In Mexico the coalition PRI (Partido Revolucionario Institutional) government had begun to confront the problems of the poor but when Gustavo Diaz Ordas came to power in 1964 it was on a platform emphasizing business rather than social programs. Students were the first to express outrage: demonstrations at the National University in Mexico City in 1966 were squashed by federal troops. The grassroots CNH student movement was formed to take up the fight for factory workers and rural peasants.
Students distributed leaflets in streets and on buses, gradually gaining sympathy for their fight against government corruption and repression.

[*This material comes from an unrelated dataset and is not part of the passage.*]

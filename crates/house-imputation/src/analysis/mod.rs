//! Post-imputation analysis.

mod correlation;

pub use correlation::{FeatureCorrelation, target_correlations};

As Mexico City prepared for the 1968 Olympic Games, building hotels, athletics facilities and a subway system, discontent came to a head. The CNH saw the Olympic Games, with the world’s attention on the city, as an opportunity to gain support. The orderliness of a huge demonstration on August 1 proved to the public that the students were not simply communist agitators, but Diaz Ordas was determined to stop further protests at all costs.

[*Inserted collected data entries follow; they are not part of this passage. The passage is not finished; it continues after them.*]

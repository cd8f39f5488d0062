//! CLI entry point for the housing data imputation pipeline.

use anyhow::{Result, anyhow};
use clap::Parser;
use house_imputation::utils::read_csv;
use house_imputation::{
    AnalysisReport, MechanismClassifier, MissingnessAnalyzer, Pipeline, PipelineConfig,
    PipelineResult, ReportGenerator,
};
use polars::prelude::*;
use std::path::{Path, PathBuf};
use tracing::{error, info};

#[derive(Parser, Debug)]
#[command(
    version,
    about = "Missingness analysis and imputation for housing sale records",
    long_about = "Classifies every column with missing values by its missingness mechanism,\n\
                  fills it with the matching strategy and writes the imputed table plus reports.\n\n\
                  The literal NA in the input is read as a missing value.\n\n\
                  EXAMPLES:\n  \
                  # Impute and write outputs to ./output\n  \
                  house-imputation -i train.csv\n\n  \
                  # Drop columns more than 80% missing before imputing\n  \
                  house-imputation -i train.csv --drop-threshold 0.8\n\n  \
                  # Preview the mechanism assigned to each column\n  \
                  house-imputation -i train.csv --dry-run"
)]
struct Args {
    /// Path to the CSV file to process
    #[arg(short, long)]
    input: PathBuf,

    /// Output directory for the imputed table and reports
    #[arg(short, long, default_value = "output")]
    output: PathBuf,

    /// Custom file name for the imputed table (without extension)
    ///
    /// If not specified, uses "train_imputed"
    #[arg(long)]
    output_name: Option<String>,

    /// Numeric target column used for correlations and outliers
    #[arg(short, long, default_value = "SalePrice")]
    target: String,

    /// Number of neighbors for nearest-neighbor estimation
    #[arg(short, long, default_value = "5")]
    knn_neighbors: usize,

    /// Drop columns missing in more than this fraction of rows (0.0 - 1.0)
    ///
    /// Pruning is disabled unless this is set
    #[arg(long)]
    drop_threshold: Option<f64>,

    /// Number of columns and correlations listed in the summary
    #[arg(long, default_value = "15")]
    top: usize,

    /// Skip derived features and log transforms
    #[arg(long)]
    no_features: bool,

    /// Write only the imputed table, no report files
    #[arg(long)]
    no_reports: bool,

    /// Show the missingness and planned strategy per column without imputing
    #[arg(long)]
    dry_run: bool,

    /// Output the JSON report to stdout instead of the text summary
    ///
    /// Disables all progress logs.
    #[arg(long)]
    json: bool,

    /// Log level (trace, debug, info, warn, error)
    #[arg(short, long, default_value = "info")]
    log_level: String,

    /// Suppress progress output (only show warnings, errors and the final result)
    #[arg(short, long)]
    quiet: bool,
}

/// Initialize the tracing subscriber for logging.
///
/// When `json_output` is true, logging is disabled so stdout only carries
/// the JSON report.
fn init_logging(level: &str, quiet: bool, json_output: bool) {
    if json_output {
        return;
    }

    use tracing_subscriber::EnvFilter;

    let effective_level = if quiet { "warn" } else { level };

    let filter =
        EnvFilter::try_from_default_env().unwrap_or_else(|_| EnvFilter::new(effective_level));

    tracing_subscriber::fmt()
        .with_env_filter(filter)
        .with_target(false)
        .init();
}

fn main() -> Result<()> {
    let args = Args::parse();

    init_logging(&args.log_level, args.quiet, args.json);

    if !args.input.exists() {
        return Err(anyhow!("Input file not found: {}", args.input.display()));
    }

    if args.dry_run {
        info!("Loading dataset from: {}", args.input.display());
        let data = read_csv(&args.input)?;
        return run_dry_run(&args, &data);
    }

    let mut config_builder = PipelineConfig::builder()
        .output_dir(args.output.clone())
        .target_column(&args.target)
        .knn_neighbors(args.knn_neighbors)
        .top_missing(args.top)
        .top_correlations(args.top)
        .engineer_features(!args.no_features)
        .generate_reports(!args.no_reports);

    if let Some(threshold) = args.drop_threshold {
        config_builder = config_builder.drop_missing_threshold(threshold);
    }
    if let Some(ref name) = args.output_name {
        config_builder = config_builder.output_name(name);
    }

    let config = config_builder.build()?;
    let pipeline = build_pipeline(&args, config)?;

    run_pipeline(&pipeline, &args)
}

fn build_pipeline(args: &Args, config: PipelineConfig) -> Result<Pipeline> {
    let mut builder = Pipeline::builder().config(config);

    if !args.quiet && !args.json {
        builder = builder.on_progress(|update| {
            info!(
                "[{:.0}%] {}: {}",
                update.progress * 100.0,
                update.sub_stage.as_deref().unwrap_or(update.stage.display_name()),
                update.message
            );
        });
    }

    Ok(builder.build()?)
}

fn run_pipeline(pipeline: &Pipeline, args: &Args) -> Result<()> {
    info!("{}", "=".repeat(60));
    info!("Starting imputation pipeline...");
    info!("{}", "=".repeat(60));

    match pipeline.process_file(&args.input) {
        Ok(result) => handle_pipeline_output(&result, args),
        Err(e) => {
            error!("Pipeline failed [{}]: {}", e.error_code(), e);
            Err(anyhow!("Pipeline failed: {}", e))
        }
    }
}

/// Print the run result.
///
/// - Default: human-readable summary
/// - `--json`: the full JSON report only
fn handle_pipeline_output(result: &PipelineResult, args: &Args) -> Result<()> {
    let input = args.input.display().to_string();
    let report = AnalysisReport::from_result(Some(&input), result);

    if args.json {
        println!("{}", serde_json::to_string_pretty(&report)?);
        return Ok(());
    }

    let generator = ReportGenerator::new(args.output.clone(), args.output_name.clone())
        .with_limits(args.top, args.top);
    println!();
    print!("{}", generator.render_summary(&report)?);

    println!("Files written:");
    for path in &result.output_files {
        println!("  - {}", path.display());
    }
    println!("Use --json for machine-readable output");

    Ok(())
}

/// Show what the pipeline would do without imputing.
///
/// Uses `println!` for user-facing output so it is visible regardless of log
/// level.
fn run_dry_run(args: &Args, data: &DataFrame) -> Result<()> {
    let snapshot = MissingnessAnalyzer::analyze(data);

    println!("\n{}", "=".repeat(80));
    println!("DRY RUN - Preview of imputation strategy");
    println!("{}\n", "=".repeat(80));

    println!("DATASET OVERVIEW");
    println!("{}", "-".repeat(40));
    println!("  File: {}", args.input.display());
    println!("  Rows: {}", snapshot.rows);
    println!("  Columns: {}", snapshot.columns);
    println!(
        "  Missing cells: {} ({:.2}%)",
        snapshot.total_missing,
        snapshot.overall_percentage()
    );
    println!();

    if snapshot.is_complete() {
        println!("  No missing values, nothing to impute");
        println!("{}", "=".repeat(80));
        return Ok(());
    }

    println!("MISSING COLUMNS");
    println!("{}", "-".repeat(40));
    println!(
        "{:<16} {:<12} {:>8} {:>10}  {:<20} {}",
        "Column", "Kind", "Missing", "Missing %", "Mechanism", "Strategy"
    );
    println!("{}", "-".repeat(90));

    for stats in &snapshot.missing_columns {
        let classification = MechanismClassifier::classify(&stats.column);
        let strategy = if classification.is_classified() {
            classification
                .rules
                .iter()
                .map(|rule| rule.step().to_string())
                .collect::<Vec<_>>()
                .join(" -> ")
        } else {
            "fallback (median / mode)".to_string()
        };

        println!(
            "{:<16} {:<12} {:>8} {:>9.2}%  {:<20} {}",
            truncate_str(&stats.column, 15),
            stats.kind.display_name(),
            stats.missing,
            stats.percentage,
            classification.mechanism.display_name(),
            strategy
        );
    }
    println!();

    if let Some(threshold) = args.drop_threshold {
        println!("PRUNING PREVIEW");
        println!("{}", "-".repeat(40));
        let dropped: Vec<&str> = snapshot
            .columns_above(threshold)
            .into_iter()
            .filter(|column| *column != args.target)
            .collect();
        if dropped.is_empty() {
            println!("  No columns exceed {:.0}% missing", threshold * 100.0);
        } else {
            println!(
                "  Will drop columns with >{:.0}% missing: {:?}",
                threshold * 100.0,
                dropped
            );
        }
        println!();
    }

    println!("OUTPUT FILES (will be created)");
    println!("{}", "-".repeat(40));
    let output_name = args.output_name.as_deref().unwrap_or("train_imputed");
    println!("  - {}", output_path(&args.output, &format!("{}.csv", output_name)));
    if !args.no_reports {
        for file in [
            "missing_value_report.csv",
            "correlation_analysis.csv",
            "new_features.csv",
            "imputation_report.json",
            "imputation_report.txt",
        ] {
            println!("  - {}", output_path(&args.output, file));
        }
    }
    println!();

    println!("{}", "=".repeat(80));
    println!("To run the imputation, run without --dry-run");
    println!("{}", "=".repeat(80));

    Ok(())
}

fn output_path(dir: &Path, file: &str) -> String {
    dir.join(file).display().to_string()
}

/// Truncate a string to max length with ellipsis
fn truncate_str(s: &str, max_len: usize) -> String {
    if s.chars().count() <= max_len {
        s.to_string()
    } else {
        let kept: String = s.chars().take(max_len.saturating_sub(3)).collect();
        format!("{}...", kept)
    }
}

On October 2 about 10,000 students gathered in the Plaza de las Tres Culturas in the city’s Tlatelolco district for a peaceful rally. The square was surrounded by 5,000 soldiers backed by tanks and armored cars. A helicopter hovered, a flare blazed, and as demonstrators and bystanders gazed upwards the troops opened fire into the crowd. The bloodshed continued into the night. Bodies, dead or alive, were carted off in military trucks.
Newspapers reported a few casualties after security forces returned fire in the face of armed student provocateurs. Not until 2001, after the end of the PRI’s 70-year repressive reign, did President Vicente Fox order the release of government documents relating to the tragic ‘Night of Tlatelolco’.
When: October 2 1968
Where: Mexico City, Mexico
Death toll: The official version was four dead and 20 wounded, but it is thought to be between 200 and 300 dead. More than 1,000 were injured or arrested.
You should know: Recently declassified US documents suggest American involvement. While the CIA recognized the ‘graft and dishonesty’ of the PRI, both governments saw the prevention of any disruption to the Olympic Games as paramount, and at the time the US stood by Diaz Ordas.